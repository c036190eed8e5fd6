/// Bias-compensating attitude filter
///
/// State:
/// - quaternion (w, x, y, z), body to world
/// - gyro bias (bx, by, bz) in rad/s
/// - 6x6 covariance over [attitude error (3), bias (3)]
///
/// This is a fixed-gain corrector, not an unscented filter: there are no
/// sigma points and no gain computed from an innovation covariance. The
/// covariance only grows (P += growth * P per predict) and is reported for
/// monitoring; corrections use the constant gain `K`.

use ndarray::{arr1, concatenate, s, Array1, Array2, Axis};
use serde::{Deserialize, Serialize};

use crate::error::{check_len, AttitudeError, AttitudeResult};
use crate::filters::{usable_dt, AttitudeFilter, GyroConditioner, Observations};
use crate::quaternion::Quaternion;
use crate::types::{Vec3, BIAS_STATE_DIM, RESIDUAL_DIM, VECTOR_DIM};

pub const DEFAULT_GAIN: f64 = 0.1;
pub const DEFAULT_INITIAL_COVARIANCE: f64 = 0.1;
pub const DEFAULT_COVARIANCE_GROWTH: f64 = 0.001;

const MIN_VECTOR_NORM: f64 = 1e-9;

#[derive(Clone, Debug, Serialize, Deserialize)]
pub struct BiasFilterState {
    /// Quaternion (w, x, y, z) representing attitude
    pub quaternion: (f64, f64, f64, f64),

    /// Gyro bias estimate [rad/s]
    pub gyro_bias: (f64, f64, f64),

    /// Covariance trace for uncertainty
    pub covariance_trace: f64,

    /// Update counters
    pub predicts: u64,
    pub updates: u64,
}

pub struct BiasFilter {
    q: Quaternion,

    /// Gyro bias [3]
    bias: Array1<f64>,

    /// Covariance matrix [6x6]
    covariance: Array2<f64>,

    /// Fixed correction gain
    gain: f64,

    /// Per-predict covariance scaling
    growth: f64,

    conditioner: GyroConditioner,

    /// World-frame reference directions
    gravity_ref: Array1<f64>,
    north_ref: Array1<f64>,

    predicts: u64,
    updates: u64,
}

impl BiasFilter {
    pub fn new(
        gain: f64,
        initial_covariance: f64,
        growth: f64,
        conditioner: GyroConditioner,
    ) -> AttitudeResult<Self> {
        if !gain.is_finite() || gain < 0.0 {
            return Err(AttitudeError::InvalidConfig(format!(
                "bias filter gain must be non-negative, got {}",
                gain
            )));
        }
        if !initial_covariance.is_finite() || initial_covariance <= 0.0 {
            return Err(AttitudeError::InvalidConfig(format!(
                "initial covariance must be positive, got {}",
                initial_covariance
            )));
        }
        if !growth.is_finite() || growth < 0.0 {
            return Err(AttitudeError::InvalidConfig(format!(
                "covariance growth must be non-negative, got {}",
                growth
            )));
        }

        Ok(Self {
            q: Quaternion::identity(),
            bias: Array1::zeros(VECTOR_DIM),
            covariance: Array2::eye(BIAS_STATE_DIM) * initial_covariance,
            gain,
            growth,
            conditioner,
            gravity_ref: arr1(&[0.0, 0.0, 1.0]),
            north_ref: arr1(&[1.0, 0.0, 0.0]),
            predicts: 0,
            updates: 0,
        })
    }

    pub fn quaternion(&self) -> Quaternion {
        self.q
    }

    pub fn bias(&self) -> Vec3 {
        Vec3::new(self.bias[0], self.bias[1], self.bias[2])
    }

    pub fn covariance(&self) -> &Array2<f64> {
        &self.covariance
    }

    /// Propagate with a native-unit gyro sample.
    pub fn predict(&mut self, dt: f64, gyro: &Vec3) {
        if !usable_dt(dt) {
            log::trace!("bias filter: skipping predict, dt = {}", dt);
            return;
        }

        let omega = self.conditioner.apply(gyro) - self.bias();
        let delta = Quaternion::from_angular_rate(&omega, dt);
        if let Some(next) = (self.q * delta).try_normalize() {
            self.q = next;
        }

        // Simplified growth in place of F·P·Fᵗ + Q
        self.covariance = &self.covariance + &(&self.covariance * self.growth);
        self.predicts += 1;
    }

    /// Correct with accelerometer and magnetometer vectors.
    ///
    /// Both must hold exactly 3 elements. A zero-norm vector skips the
    /// correction for this call.
    pub fn update(&mut self, accel: &[f64], mag: &[f64]) -> AttitudeResult<()> {
        check_len("accelerometer", accel, VECTOR_DIM)?;
        check_len("magnetometer", mag, VECTOR_DIM)?;

        let (accel, mag) = match (Self::unit(accel), Self::unit(mag)) {
            (Some(a), Some(m)) => (a, m),
            _ => {
                log::debug!("bias filter: degenerate accel/mag norm, skipping update");
                return Ok(());
            }
        };

        let rotation = self.rotation_matrix();
        let accel_expected = rotation.dot(&self.gravity_ref);
        let mag_expected = rotation.dot(&self.north_ref);
        Self::check_shape("expected gravity", &accel_expected, VECTOR_DIM)?;
        Self::check_shape("expected reference", &mag_expected, VECTOR_DIM)?;

        let residual_accel = &accel - &accel_expected;
        let residual_mag = &mag - &mag_expected;
        let residual = concatenate(Axis(0), &[residual_accel.view(), residual_mag.view()])
            .map_err(|e| AttitudeError::InvalidInput(format!("residual assembly failed: {}", e)))?;
        Self::check_shape("residual", &residual, RESIDUAL_DIM)?;

        let correction = residual * self.gain;
        Self::check_shape("correction", &correction, RESIDUAL_DIM)?;

        // Small-angle: the first three terms nudge the vector part
        let dq = Quaternion::new(0.0, correction[0], correction[1], correction[2]);
        if let Some(next) = (self.q + dq).try_normalize() {
            self.q = next;
        }

        let bias_correction = correction.slice(s![VECTOR_DIM..RESIDUAL_DIM]);
        self.bias += &bias_correction;
        self.updates += 1;
        Ok(())
    }

    fn unit(values: &[f64]) -> Option<Array1<f64>> {
        let v = Array1::from(values.to_vec());
        let norm = v.dot(&v).sqrt();
        if !norm.is_finite() || norm < MIN_VECTOR_NORM {
            return None;
        }
        Some(v / norm)
    }

    fn rotation_matrix(&self) -> Array2<f64> {
        let r = self.q.to_rotation_matrix();
        Array2::from_shape_fn((VECTOR_DIM, VECTOR_DIM), |(i, j)| r[(i, j)])
    }

    fn check_shape(what: &str, values: &Array1<f64>, expected: usize) -> AttitudeResult<()> {
        if values.len() != expected {
            return Err(AttitudeError::InvalidInput(format!(
                "{} must have {} elements, got {}",
                what,
                expected,
                values.len()
            )));
        }
        Ok(())
    }

    pub fn get_state(&self) -> BiasFilterState {
        BiasFilterState {
            quaternion: (self.q.w, self.q.x, self.q.y, self.q.z),
            gyro_bias: (self.bias[0], self.bias[1], self.bias[2]),
            covariance_trace: self.covariance.diag().sum(),
            predicts: self.predicts,
            updates: self.updates,
        }
    }
}

impl AttitudeFilter for BiasFilter {
    fn predict(&mut self, dt: f64, gyro: &Vec3) {
        BiasFilter::predict(self, dt, gyro)
    }

    /// Without a magnetometer sample only the gyro propagation runs.
    fn update(&mut self, obs: &Observations) -> AttitudeResult<()> {
        match obs.mag {
            Some(mag) => BiasFilter::update(self, obs.accel, mag),
            None => {
                check_len("accelerometer", obs.accel, VECTOR_DIM)?;
                log::trace!("bias filter: no magnetometer sample, update skipped");
                Ok(())
            }
        }
    }

    fn orientation(&self) -> Quaternion {
        self.q
    }

    fn gyro_bias(&self) -> Option<Vec3> {
        Some(self.bias())
    }

    fn name(&self) -> &'static str {
        "bias"
    }
}

#[cfg(test)]
mod tests {
    use super::*;
    use approx::assert_abs_diff_eq;
    use std::f64::consts::FRAC_PI_2;

    fn filter() -> BiasFilter {
        BiasFilter::new(
            DEFAULT_GAIN,
            DEFAULT_INITIAL_COVARIANCE,
            DEFAULT_COVARIANCE_GROWTH,
            GyroConditioner::default(),
        )
        .unwrap()
    }

    #[test]
    fn test_initial_state() {
        let f = filter();
        assert_eq!(f.quaternion(), Quaternion::identity());
        assert_eq!(f.bias(), Vec3::zeros());
        for i in 0..BIAS_STATE_DIM {
            for j in 0..BIAS_STATE_DIM {
                let expected = if i == j { 0.1 } else { 0.0 };
                assert_abs_diff_eq!(f.covariance()[[i, j]], expected, epsilon = 1e-15);
            }
        }
    }

    #[test]
    fn test_short_accel_is_invalid_input() {
        let mut f = filter();
        let err = f.update(&[0.0, 1.0], &[1.0, 0.0, 0.0]).unwrap_err();
        assert!(matches!(err, AttitudeError::InvalidInput(_)));
        assert_eq!(f.get_state().updates, 0);
    }

    #[test]
    fn test_long_mag_is_invalid_input() {
        let mut f = filter();
        let err = f.update(&[0.0, 0.0, 1.0], &[1.0, 0.0, 0.0, 0.0]).unwrap_err();
        assert!(matches!(err, AttitudeError::InvalidInput(_)));
    }

    #[test]
    fn test_well_formed_update_keeps_unit_norm() {
        let mut f = filter();
        f.predict(0.01, &Vec3::new(0.57, -1.15, 573.0));
        f.update(&[0.0, 0.0, 9.81], &[0.3, 0.4, 0.5]).unwrap();
        assert!(f.quaternion().is_unit(1e-6));
        assert!(f.bias().norm() > 0.0);
        assert_eq!(f.get_state().updates, 1);
    }

    #[test]
    fn test_aligned_measurements_change_nothing() {
        let mut f = filter();
        f.update(&[0.0, 0.0, 2.0], &[5.0, 0.0, 0.0]).unwrap();
        assert_eq!(f.quaternion(), Quaternion::identity());
        assert_eq!(f.bias(), Vec3::zeros());
    }

    #[test]
    fn test_bias_follows_reference_residual() {
        let mut f = filter();
        // mag residual = [0, 1, 0] - [1, 0, 0]
        f.update(&[0.0, 0.0, 1.0], &[0.0, 1.0, 0.0]).unwrap();
        let b = f.bias();
        assert_abs_diff_eq!(b.x, -0.1, epsilon = 1e-12);
        assert_abs_diff_eq!(b.y, 0.1, epsilon = 1e-12);
        assert_abs_diff_eq!(b.z, 0.0, epsilon = 1e-12);
    }

    #[test]
    fn test_zero_norm_vector_skips_update() {
        let mut f = filter();
        f.update(&[0.0, 0.0, 0.0], &[0.0, 1.0, 0.0]).unwrap();
        assert_eq!(f.get_state().updates, 0);
        assert_eq!(f.bias(), Vec3::zeros());
    }

    #[test]
    fn test_predict_integrates_bias_corrected_rate() {
        let mut f = filter();
        // 90 deg/s about z for one second
        for _ in 0..100 {
            f.predict(0.01, &Vec3::new(0.0, 0.0, 90.0));
        }
        let expected = Quaternion::from_axis_angle(&Vec3::z(), FRAC_PI_2);
        let q = f.quaternion();
        assert_abs_diff_eq!(q.w, expected.w, epsilon = 1e-9);
        assert_abs_diff_eq!(q.x, expected.x, epsilon = 1e-9);
        assert_abs_diff_eq!(q.y, expected.y, epsilon = 1e-9);
        assert_abs_diff_eq!(q.z, expected.z, epsilon = 1e-9);
    }

    #[test]
    fn test_predict_with_zero_rate_is_identity() {
        let mut f = filter();
        f.predict(0.02, &Vec3::zeros());
        assert_eq!(f.quaternion(), Quaternion::identity());
    }

    #[test]
    fn test_covariance_grows_and_stays_positive() {
        let mut f = filter();
        let mut last_trace = f.get_state().covariance_trace;
        for _ in 0..20 {
            f.predict(0.01, &Vec3::zeros());
            let trace = f.get_state().covariance_trace;
            assert!(trace > last_trace);
            last_trace = trace;
        }
        assert_abs_diff_eq!(f.covariance()[[0, 0]], 0.1 * 1.001_f64.powi(20), epsilon = 1e-12);
        assert!((0..BIAS_STATE_DIM).all(|i| f.covariance()[[i, i]] > 0.0));
    }

    #[test]
    fn test_bad_dt_leaves_state_alone() {
        let mut f = filter();
        f.predict(0.0, &Vec3::new(0.0, 0.0, 90.0));
        f.predict(-0.5, &Vec3::new(0.0, 0.0, 90.0));
        assert_eq!(f.quaternion(), Quaternion::identity());
        assert_eq!(f.get_state().predicts, 0);
    }
}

** Exercise objective **
Reproduce exactly the lines from the beginning of the entries above up to and including the line that contains "pub struct BiasFilterState".

** Output **
repository c036190eed8e5fd6
/// Bias-compensating attitude filter
///
/// State:
/// - quaternion (w, x, y, z), body to world
/// - gyro bias (bx, by, bz) in rad/s
/// - 6x6 covariance over [attitude error (3), bias (3)]
///
/// This is a fixed-gain corrector, not an unscented filter: there are no
/// sigma points and no gain computed from an innovation covariance. The
/// covariance only grows (P += growth * P per predict) and is reported for
/// monitoring; corrections use the constant gain `K`.

use ndarray::{arr1, concatenate, s, Array1, Array2, Axis};
use serde::{Deserialize, Serialize};

use crate::error::{check_len, AttitudeError, AttitudeResult};
use crate::filters::{usable_dt, AttitudeFilter, GyroConditioner, Observations};
use crate::quaternion::Quaternion;
use crate::types::{Vec3, BIAS_STATE_DIM, RESIDUAL_DIM, VECTOR_DIM};

pub const DEFAULT_GAIN: f64 = 0.1;
pub const DEFAULT_INITIAL_COVARIANCE: f64 = 0.1;
pub const DEFAULT_COVARIANCE_GROWTH: f64 = 0.001;

const MIN_VECTOR_NORM: f64 = 1e-9;

#[derive(Clone, Debug, Serialize, Deserialize)]
pub struct BiasFilterState {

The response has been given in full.